● What the task asks
Among the entries below, find the lines with the word "flag" and copy them.

(Stored data entries)
########################################
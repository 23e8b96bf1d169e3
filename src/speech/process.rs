//! Child process supervision with a hard ceiling.

use crate::error::{Result, SpeakError};
use std::process::{Child, Command, ExitStatus};
use std::sync::atomic::{AtomicBool, Ordering};
use std::sync::{Arc, Condvar, Mutex, PoisonError};
use std::thread;
use std::time::{Duration, Instant};

const POLL_INTERVAL: Duration = Duration::from_millis(100);

/// How a supervised child ended.
#[derive(Debug, Clone, Copy, PartialEq, Eq)]
pub enum WaitOutcome {
    /// The child exited on its own.
    Exited(ExitStatus),
    /// The ceiling elapsed and the child was killed.
    TimedOut,
    /// The cancel flag was raised and the child was killed.
    Cancelled,
}

/// Wait for a child process, killing it after `timeout` or once `cancel` is set.
pub fn wait_with_timeout(
    child: &mut Child,
    timeout: Duration,
    cancel: Option<&Arc<AtomicBool>>,
) -> Result<WaitOutcome> {
    let outcome = watch(child, timeout, cancel)?;
    if !matches!(outcome, WaitOutcome::Exited(_)) {
        kill_process(child)?;
    }
    Ok(outcome)
}

/// Poll a child until it exits, `timeout` elapses or `cancel` is set.
///
/// Unlike [`wait_with_timeout`] this never kills: on `TimedOut` or
/// `Cancelled` the child is still running and the caller must stop it.
pub fn watch(
    child: &mut Child,
    timeout: Duration,
    cancel: Option<&Arc<AtomicBool>>,
) -> Result<WaitOutcome> {
    let start = Instant::now();

    loop {
        match child.try_wait() {
            Ok(Some(status)) => return Ok(WaitOutcome::Exited(status)),
            Ok(None) => {
                if start.elapsed() >= timeout {
                    return Ok(WaitOutcome::TimedOut);
                }
                if cancel.is_some_and(|flag| flag.load(Ordering::SeqCst)) {
                    return Ok(WaitOutcome::Cancelled);
                }
                thread::sleep(POLL_INTERVAL);
            }
            Err(e) => {
                return Err(SpeakError::Io(format!(
                    "failed to check process status: {}",
                    e
                )));
            }
        }
    }
}

/// Kill a process and reap it.
fn kill_process(child: &mut Child) -> Result<()> {
    // The child may have exited between the poll and the kill.
    if let Err(e) = child.kill()
        && e.kind() != std::io::ErrorKind::InvalidInput
    {
        return Err(SpeakError::Io(format!("failed to kill process: {}", e)));
    }
    child
        .wait()
        .map_err(|e| SpeakError::Io(format!("failed to wait for killed process: {}", e)))?;
    Ok(())
}

/// Tracks the children a backend starts so they can be stopped on request.
///
/// Once [`Supervisor::cancel_and_wait`] has run, every tracked child has been
/// killed and reaped, and no new child can be started.
#[derive(Debug, Clone, Default)]
pub struct Supervisor {
    inner: Arc<Shared>,
}

#[derive(Debug, Default)]
struct Shared {
    cancel: Arc<AtomicBool>,
    active: Mutex<usize>,
    idle: Condvar,
}

impl Supervisor {
    pub fn new() -> Self {
        Self::default()
    }

    pub fn is_cancelled(&self) -> bool {
        self.inner.cancel.load(Ordering::SeqCst)
    }

    /// Start `cmd` as a tracked child.
    ///
    /// `describe` turns a spawn failure into the caller's error.
    pub fn spawn(
        &self,
        cmd: &mut Command,
        describe: impl FnOnce(std::io::Error) -> SpeakError,
    ) -> Result<Tracked> {
        let mut active = self
            .inner
            .active
            .lock()
            .unwrap_or_else(PoisonError::into_inner);
        if self.is_cancelled() {
            return Err(SpeakError::Capability("cancelled".to_string()));
        }
        let child = cmd.spawn().map_err(describe)?;
        *active += 1;
        Ok(Tracked {
            child,
            reaped: false,
            supervisor: self.clone(),
        })
    }

    /// Refuse new children, then block until every tracked child is reaped.
    pub fn cancel_and_wait(&self) {
        let mut active = self
            .inner
            .active
            .lock()
            .unwrap_or_else(PoisonError::into_inner);
        self.inner.cancel.store(true, Ordering::SeqCst);
        while *active > 0 {
            active = self
                .inner
                .idle
                .wait(active)
                .unwrap_or_else(PoisonError::into_inner);
        }
    }

    fn finished(&self) {
        let mut active = self
            .inner
            .active
            .lock()
            .unwrap_or_else(PoisonError::into_inner);
        *active = active.saturating_sub(1);
        self.inner.idle.notify_all();
    }
}

/// A child started through a [`Supervisor`]. It is always reaped before the
/// supervisor stops counting it.
#[derive(Debug)]
pub struct Tracked {
    child: Child,
    reaped: bool,
    supervisor: Supervisor,
}

impl Tracked {
    pub fn child_mut(&mut self) -> &mut Child {
        &mut self.child
    }

    /// Wait like [`wait_with_timeout`], also stopping when the supervisor is cancelled.
    pub fn wait(&mut self, timeout: Duration) -> Result<WaitOutcome> {
        let cancel = Arc::clone(&self.supervisor.inner.cancel);
        let outcome = wait_with_timeout(&mut self.child, timeout, Some(&cancel))?;
        self.reaped = true;
        Ok(outcome)
    }
}

impl Drop for Tracked {
    fn drop(&mut self) {
        if !self.reaped
            && let Err(e) = kill_process(&mut self.child)
        {
            tracing::warn!(error = %e, "failed to reap child process");
        }
        self.supervisor.finished();
    }
}

#[cfg(all(test, unix))]
mod tests {
    use super::*;

    #[test]
    fn reports_normal_exit() {
        let mut child = Command::new("sh").args(["-c", "exit 3"]).spawn().unwrap();
        let outcome = wait_with_timeout(&mut child, Duration::from_secs(5), None).unwrap();
        match outcome {
            WaitOutcome::Exited(status) => assert_eq!(status.code(), Some(3)),
            other => panic!("unexpected outcome: {:?}", other),
        }
    }

    #[test]
    fn kills_child_after_timeout() {
        let mut child = Command::new("sleep").arg("10").spawn().unwrap();
        let started = Instant::now();
        let outcome = wait_with_timeout(&mut child, Duration::from_millis(300), None).unwrap();

        assert_eq!(outcome, WaitOutcome::TimedOut);
        assert!(started.elapsed() < Duration::from_secs(5));
    }

    #[test]
    fn kills_child_when_cancelled() {
        let mut child = Command::new("sleep").arg("10").spawn().unwrap();
        let cancel = Arc::new(AtomicBool::new(true));
        let outcome =
            wait_with_timeout(&mut child, Duration::from_secs(30), Some(&cancel)).unwrap();

        assert_eq!(outcome, WaitOutcome::Cancelled);
    }

    #[test]
    fn watch_leaves_the_child_running() {
        let mut child = Command::new("sleep").arg("10").spawn().unwrap();
        let outcome = watch(&mut child, Duration::from_millis(200), None).unwrap();

        assert_eq!(outcome, WaitOutcome::TimedOut);
        assert!(child.try_wait().unwrap().is_none());
        kill_process(&mut child).unwrap();
    }

    #[test]
    fn cancel_with_no_children_returns_at_once() {
        let supervisor = Supervisor::new();
        supervisor.cancel_and_wait();
        assert!(supervisor.is_cancelled());
    }

    #[test]
    fn cancel_kills_and_reaps_the_running_child() {
        let supervisor = Supervisor::new();
        let mut tracked = supervisor
            .spawn(Command::new("sleep").arg("30"), |e| {
                SpeakError::Capability(e.to_string())
            })
            .unwrap();
        let pid = tracked.child_mut().id();

        let waiter = thread::spawn(move || tracked.wait(Duration::from_secs(60)).unwrap());
        thread::sleep(Duration::from_millis(200));

        let started = Instant::now();
        supervisor.cancel_and_wait();

        assert!(started.elapsed() < Duration::from_secs(5));
        assert_eq!(waiter.join().unwrap(), WaitOutcome::Cancelled);
        // Reaped: the pid no longer names a live process.
        let alive = Command::new("kill")
            .args(["-0", &pid.to_string()])
            .status()
            .unwrap();
        assert!(!alive.success());
    }

    #[test]
    fn no_child_starts_after_cancel() {
        let supervisor = Supervisor::new();
        supervisor.cancel_and_wait();

        let err = supervisor
            .spawn(&mut Command::new("true"), |e| {
                SpeakError::Capability(e.to_string())
            })
            .unwrap_err();
        assert_eq!(err.to_string(), SpeakError::Capability("cancelled".to_string()).to_string());
    }

    #[test]
    fn dropping_an_unwaited_child_reaps_it() {
        let supervisor = Supervisor::new();
        let tracked = supervisor
            .spawn(Command::new("sleep").arg("30"), |e| {
                SpeakError::Capability(e.to_string())
            })
            .unwrap();
        drop(tracked);

        let started = Instant::now();
        supervisor.cancel_and_wait();
        assert!(started.elapsed() < Duration::from_secs(1));
    }
}
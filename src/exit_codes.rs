//! Exit code constants for the speak CLI.
//!
//! External orchestrators (including `speak listen`) rely on these values:
//! - 0: Completed
//! - 1: Generic failure (bad config, render/playback error, lock I/O error)
//! - 2: Skipped because another instance holds the lock
//! - 3: Timed out waiting for the lock
//!
//! Interrupted runs exit with the conventional `128 + signal` codes.

/// Successful execution.
pub const SUCCESS: i32 = 0;

/// Generic failure.
pub const FAILURE: i32 = 1;

/// Fail-fast policy found the lock held elsewhere.
pub const SKIPPED_BUSY: i32 = 2;

/// Bounded-wait policy exceeded its timeout.
pub const LOCK_TIMEOUT: i32 = 3;

/// Terminated by SIGINT (Ctrl-C).
pub const INTERRUPTED: i32 = 130;

/// Terminated by SIGTERM.
pub const TERMINATED: i32 = 143;

#[cfg(test)]
mod tests {
    use super::*;

    #[test]
    fn exit_codes_are_distinct() {
        let codes = [
            SUCCESS,
            FAILURE,
            SKIPPED_BUSY,
            LOCK_TIMEOUT,
            INTERRUPTED,
            TERMINATED,
        ];
        for (i, &a) in codes.iter().enumerate() {
            for (j, &b) in codes.iter().enumerate() {
                if i != j {
                    assert_ne!(a, b, "Exit codes must be distinct");
                }
            }
        }
    }

    #[test]
    fn exit_codes_match_orchestrator_contract() {
        assert_eq!(SUCCESS, 0);
        assert_eq!(FAILURE, 1);
        assert_eq!(SKIPPED_BUSY, 2);
        assert_eq!(LOCK_TIMEOUT, 3);
    }
}
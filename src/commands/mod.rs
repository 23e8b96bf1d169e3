//! Command implementations for speak.
//!
//! This module provides the dispatcher that routes CLI commands to their
//! implementations. Handlers return the process exit code on success so that
//! contention outcomes (skipped, timed out) can exit non-zero without being
//! errors.

mod listen;
mod say;

use crate::cli::{Command, LockAction, LockCommand};
use crate::config::Config;
use crate::error::Result;
use crate::exit_codes;
use crate::locks::{self, LockStatus};
use std::path::PathBuf;

/// Dispatch a command to its implementation.
pub fn dispatch(command: Command, config: &Config, config_path: Option<PathBuf>) -> Result<i32> {
    match command {
        Command::Say(args) => say::cmd_say(config, args),
        Command::Listen(args) => listen::cmd_listen(config, config_path, args),
        Command::Lock(lock_cmd) => dispatch_lock(lock_cmd, config),
    }
}

/// Dispatch lock subcommands.
fn dispatch_lock(lock_cmd: LockCommand, config: &Config) -> Result<i32> {
    match lock_cmd.action {
        LockAction::Status => cmd_lock_status(config),
    }
}

fn cmd_lock_status(config: &Config) -> Result<i32> {
    let path = &config.lock_path;

    match locks::status(path)? {
        LockStatus::Free => {
            println!("Lock is free.");
            println!("    Path:       {}", path.display());
        }
        LockStatus::Held(meta) => {
            println!("Lock is held.");
            match meta {
                Some(meta) => {
                    println!("    Owner:      {}", meta.owner);
                    println!("    PID:        {}", meta.pid);
                    println!(
                        "    Acquired:   {}",
                        meta.acquired_at.format("%Y-%m-%d %H:%M:%S UTC")
                    );
                    println!("    Age:        {}", meta.age_string());
                }
                None => println!("    Holder:     unknown (no metadata)"),
            }
            println!("    Path:       {}", path.display());
        }
    }

    Ok(exit_codes::SUCCESS)
}
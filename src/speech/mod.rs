//! Render, playback and save capabilities.
//!
//! The coordinator treats speech as an opaque, long-running, fallible call.
//! [`SpeechBackend`] is that seam; [`PiperBackend`] is the production
//! implementation that drives the external `piper` executable and a system
//! audio player.

mod piper;
mod player;
mod process;
mod wav;

pub use piper::PiperBackend;
pub use process::{Supervisor, WaitOutcome, watch};

use crate::error::Result;
use std::path::Path;

/// Rendered speech: interleaved 16-bit PCM.
#[derive(Debug, Clone, PartialEq, Eq)]
pub struct Audio {
    pub samples: Vec<i16>,
    pub sample_rate: u32,
    pub channels: u16,
}

impl Audio {
    /// Playback length.
    pub fn duration_secs(&self) -> f64 {
        if self.sample_rate == 0 || self.channels == 0 {
            return 0.0;
        }
        self.samples.len() as f64 / (f64::from(self.sample_rate) * f64::from(self.channels))
    }
}

/// The external capability wrapped by the exclusive runner.
///
/// All three calls may block for a long time and touch exclusive resources
/// (inference context, audio device). Callers go through
/// `runner::Runner` so only one process uses them at a time.
pub trait SpeechBackend {
    /// Synthesize `text`, optionally with hardware acceleration.
    fn render(&self, text: &str, accelerate: bool) -> Result<Audio>;

    /// Play audio on the default output device until it finishes.
    fn play(&self, audio: &Audio) -> Result<()>;

    /// Write audio to a WAV file at `path`.
    fn save(&self, audio: &Audio, path: &Path) -> Result<()>;
}
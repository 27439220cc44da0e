//! Component H: the write-fence coordinator, spec.md §4.H.
//!
//! A write under an outer write fence must not be acknowledged to its
//! caller until every live subscriber has observed its effect. The driver
//! captures the token, waits for the oplog to catch up, and then either
//! commits immediately (stopped, or already steady) or parks the token
//! until the next transition into `STEADY`.

use std::sync::Arc;

use crate::Inner;

/// Take every token queued while the driver wasn't steady, clearing the
/// queue. Called with the state lock held; the result is registered with
/// the multiplexer via `register_flush_commit` after the lock is dropped.
pub(crate) fn drain_pending_writes(
    state: &mut crate::state::DriverState,
) -> Vec<Box<dyn crate::types::WriteToken>> {
    std::mem::take(&mut state.writes_to_commit_when_we_reach_steady)
}

impl Inner {
    /// Captures a write token arriving from the outer write fence and
    /// schedules the async wait described in spec.md §4.H. Never suspends
    /// itself: the actual wait runs on a spawned task.
    pub(crate) fn begin_write(self: &Arc<Self>) {
        let token = self.write_fence.begin_write();
        let inner = self.clone();
        tokio::spawn(async move {
            inner.oplog.wait_until_caught_up().await;

            let mut state = inner.state.lock();
            if state.stopped {
                drop(state);
                token.committed();
                return;
            }
            if state.phase() == crate::phase::Phase::Steady {
                drop(state);
                inner.multiplexer.on_flush(Box::new(move || {
                    token.committed();
                    crate::metrics::log_write_fence_committed();
                }));
            } else {
                state.writes_to_commit_when_we_reach_steady.push(token);
            }
        });
    }

}

/// Registers a single `onFlush` callback that commits every pending token,
/// called once per transition into `STEADY` with a non-empty pending list.
pub(crate) fn register_flush_commit(
    multiplexer: &dyn crate::types::Multiplexer,
    pending: Vec<Box<dyn crate::types::WriteToken>>,
) {
    if pending.is_empty() {
        return;
    }
    multiplexer.on_flush(Box::new(move || {
        for token in pending {
            token.committed();
            crate::metrics::log_write_fence_committed();
        }
    }));
}
//! Reference mock collaborators, gated behind the `testing` feature (and
//! always available to this crate's own tests). These are the concrete
//! stand-ins for the "out of scope" interfaces the driver depends on:
//! enough to drive the scenarios in spec.md §8 without a real storage
//! engine, oplog or multiplexer.

use std::{
    collections::BTreeMap,
    pin::Pin,
    sync::Arc,
};

use async_trait::async_trait;
use futures::stream::Stream;
use parking_lot::Mutex;
use tokio::sync::mpsc;
use tokio_stream::wrappers::UnboundedReceiverStream;

use crate::types::{
    Document,
    DocumentId,
    DocFetcher,
    MatchResult,
    Matcher,
    Multiplexer,
    OplogEntry,
    OplogHandle,
    OplogNotification,
    QueryCursor,
    QueryRunner,
    Timestamp,
    WriteFence,
    WriteToken,
};

/// An in-memory collection, queryable and oplog-feedable, standing in for
/// the real storage engine + oplog reader pair.
pub struct FakeCollection {
    docs: Mutex<BTreeMap<DocumentId, Document>>,
    sender: mpsc::UnboundedSender<OplogNotification>,
    receiver: Mutex<Option<mpsc::UnboundedReceiver<OplogNotification>>>,
    comparator: Option<Arc<dyn Fn(&Document, &Document) -> std::cmp::Ordering + Send + Sync>>,
}

impl FakeCollection {
    pub fn new() -> Arc<Self> {
        let (sender, receiver) = mpsc::unbounded_channel();
        Arc::new(Self {
            docs: Mutex::new(BTreeMap::new()),
            sender,
            receiver: Mutex::new(Some(receiver)),
            comparator: None,
        })
    }

    pub fn with_sort(
        comparator: Arc<dyn Fn(&Document, &Document) -> std::cmp::Ordering + Send + Sync>,
    ) -> Arc<Self> {
        let (sender, receiver) = mpsc::unbounded_channel();
        Arc::new(Self {
            docs: Mutex::new(BTreeMap::new()),
            sender,
            receiver: Mutex::new(Some(receiver)),
            comparator: Some(comparator),
        })
    }

    /// Inserts a document directly into storage (for seeding a collection
    /// before the driver's initial query runs) without emitting an oplog
    /// entry.
    pub fn seed(&self, id: DocumentId, doc: Document) {
        self.docs.lock().insert(id, doc);
    }

    /// Removes a document from storage without emitting an oplog entry, for
    /// simulating a write the oplog feed never delivered (e.g. one that
    /// landed only on a failed-over primary).
    pub fn remove_silently(&self, id: &DocumentId) {
        self.docs.lock().remove(id);
    }

    pub fn insert(&self, id: DocumentId, ts: Timestamp, doc: Document) {
        self.docs.lock().insert(id.clone(), doc.clone());
        let _ = self.sender.send(OplogNotification::Entry(OplogEntry::insert(id, ts, doc)));
    }

    pub fn delete(&self, id: DocumentId, ts: Timestamp) {
        self.docs.lock().remove(&id);
        let _ = self.sender.send(OplogNotification::Entry(OplogEntry::delete(id, ts)));
    }

    pub fn update(&self, id: DocumentId, ts: Timestamp, payload: crate::types::UpdatePayload) {
        {
            let mut docs = self.docs.lock();
            if let Some(doc) = docs.get_mut(&id) {
                match &payload {
                    crate::types::UpdatePayload::Replacement(r) => *doc = r.clone(),
                    crate::types::UpdatePayload::Modifier(m) => {
                        for (op, fields) in m {
                            if let Some(fields) = fields.as_object() {
                                match op.as_str() {
                                    "$set" => {
                                        for (k, v) in fields {
                                            doc.insert(k.clone(), v.clone());
                                        }
                                    },
                                    "$unset" => {
                                        for k in fields.keys() {
                                            doc.remove(k);
                                        }
                                    },
                                    _ => {},
                                }
                            }
                        }
                    },
                }
            }
        }
        let _ = self
            .sender
            .send(OplogNotification::Entry(OplogEntry::update(id, ts, payload)));
    }

    pub fn drop_collection(&self) {
        let _ = self.sender.send(OplogNotification::CollectionDropped);
    }
}

#[async_trait]
impl QueryRunner for FakeCollection {
    async fn run(&self, _limit: usize) -> anyhow::Result<Box<dyn QueryCursor>> {
        let mut docs: Vec<(DocumentId, Document)> =
            self.docs.lock().iter().map(|(k, v)| (k.clone(), v.clone())).collect();
        if let Some(cmp) = &self.comparator {
            let cmp = cmp.clone();
            docs.sort_by(|(_, a), (_, b)| cmp(a, b));
        }
        Ok(Box::new(FakeCursor { docs, offset: 0 }))
    }
}

#[async_trait]
impl DocFetcher for FakeCollection {
    async fn fetch(
        &self,
        _collection_name: &str,
        id: &DocumentId,
        _cache_key: Timestamp,
    ) -> anyhow::Result<Option<Document>> {
        Ok(self.docs.lock().get(id).cloned())
    }
}

#[async_trait]
impl OplogHandle for FakeCollection {
    fn subscribe(&self) -> Pin<Box<dyn Stream<Item = OplogNotification> + Send>> {
        let receiver = self
            .receiver
            .lock()
            .take()
            .expect("FakeCollection::subscribe called more than once");
        Box::pin(UnboundedReceiverStream::new(receiver))
    }

    async fn wait_until_caught_up(&self) {
        // The fake feed is delivered in-process over an unbounded channel;
        // by the time this is awaited every previously-sent notification
        // has already been enqueued, so there's nothing to wait for.
    }
}

struct FakeCursor {
    docs: Vec<(DocumentId, Document)>,
    offset: usize,
}

#[async_trait]
impl QueryCursor for FakeCursor {
    async fn next_batch(&mut self, limit: usize) -> anyhow::Result<Vec<(DocumentId, Document)>> {
        let end = (self.offset + limit).min(self.docs.len());
        let batch = self.docs[self.offset..end].to_vec();
        self.offset = end;
        Ok(batch)
    }
}

/// A matcher over a simple equality selector (`{field: value}`), the
/// minimum needed to exercise the scenarios in spec.md §8.
pub struct EqualityMatcher {
    field: String,
    value: serde_json::Value,
}

impl EqualityMatcher {
    pub fn new(field: impl Into<String>, value: serde_json::Value) -> Self {
        Self {
            field: field.into(),
            value,
        }
    }
}

impl Matcher for EqualityMatcher {
    fn document_matches(&self, doc: &Document) -> MatchResult {
        MatchResult {
            result: doc.get(&self.field) == Some(&self.value),
        }
    }

    fn can_become_true_by_modifier(&self, modifier: &Document) -> bool {
        modifier.values().any(|op| {
            op.as_object()
                .map(|fields| fields.contains_key(&self.field))
                .unwrap_or(false)
        })
    }

    fn publish_projection(&self, doc: &Document) -> Document {
        doc.clone()
    }

    fn shared_projection(&self, doc: &Document) -> Document {
        doc.clone()
    }

    fn has_where(&self) -> bool {
        false
    }

    fn has_geo_query(&self) -> bool {
        false
    }
}

/// Records every callback it receives, for scenario assertions.
#[derive(Default)]
pub struct RecordingMultiplexer {
    pub events: Mutex<Vec<MuxEvent>>,
    flush_callbacks: Mutex<Vec<Box<dyn FnOnce() + Send>>>,
}

#[derive(Debug, Clone, PartialEq)]
pub enum MuxEvent {
    Added(DocumentId, Document),
    Changed(DocumentId, Document),
    Removed(DocumentId),
    Ready,
}

impl RecordingMultiplexer {
    pub fn new() -> Arc<Self> {
        Arc::new(Self::default())
    }

    /// Runs every callback registered via `on_flush` since the last call.
    pub fn flush(&self) {
        let callbacks = std::mem::take(&mut *self.flush_callbacks.lock());
        for cb in callbacks {
            cb();
        }
    }
}

impl Multiplexer for RecordingMultiplexer {
    fn added(&self, id: &DocumentId, fields: Document) {
        self.events.lock().push(MuxEvent::Added(id.clone(), fields));
    }

    fn changed(&self, id: &DocumentId, diff: Document) {
        self.events.lock().push(MuxEvent::Changed(id.clone(), diff));
    }

    fn removed(&self, id: &DocumentId) {
        self.events.lock().push(MuxEvent::Removed(id.clone()));
    }

    fn ready(&self) {
        self.events.lock().push(MuxEvent::Ready);
    }

    fn on_flush(&self, cb: Box<dyn FnOnce() + Send>) {
        self.flush_callbacks.lock().push(cb);
    }
}

/// A write fence that hands out tokens recording whether they were
/// committed, for scenario assertions.
#[derive(Default)]
pub struct FakeWriteFence {
    committed_count: Arc<Mutex<usize>>,
}

impl FakeWriteFence {
    pub fn new() -> Arc<Self> {
        Arc::new(Self::default())
    }

    pub fn committed_count(&self) -> usize {
        *self.committed_count.lock()
    }
}

impl WriteFence for FakeWriteFence {
    fn begin_write(&self) -> Box<dyn WriteToken> {
        Box::new(FakeWriteToken {
            committed_count: self.committed_count.clone(),
        })
    }
}

struct FakeWriteToken {
    committed_count: Arc<Mutex<usize>>,
}

impl WriteToken for FakeWriteToken {
    fn committed(self: Box<Self>) {
        *self.committed_count.lock() += 1;
    }
}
########################################
● Task output
    /// The cancel flag was raised and the child was killed.
                if cancel.is_some_and(|flag| flag.load(Ordering::SeqCst)) {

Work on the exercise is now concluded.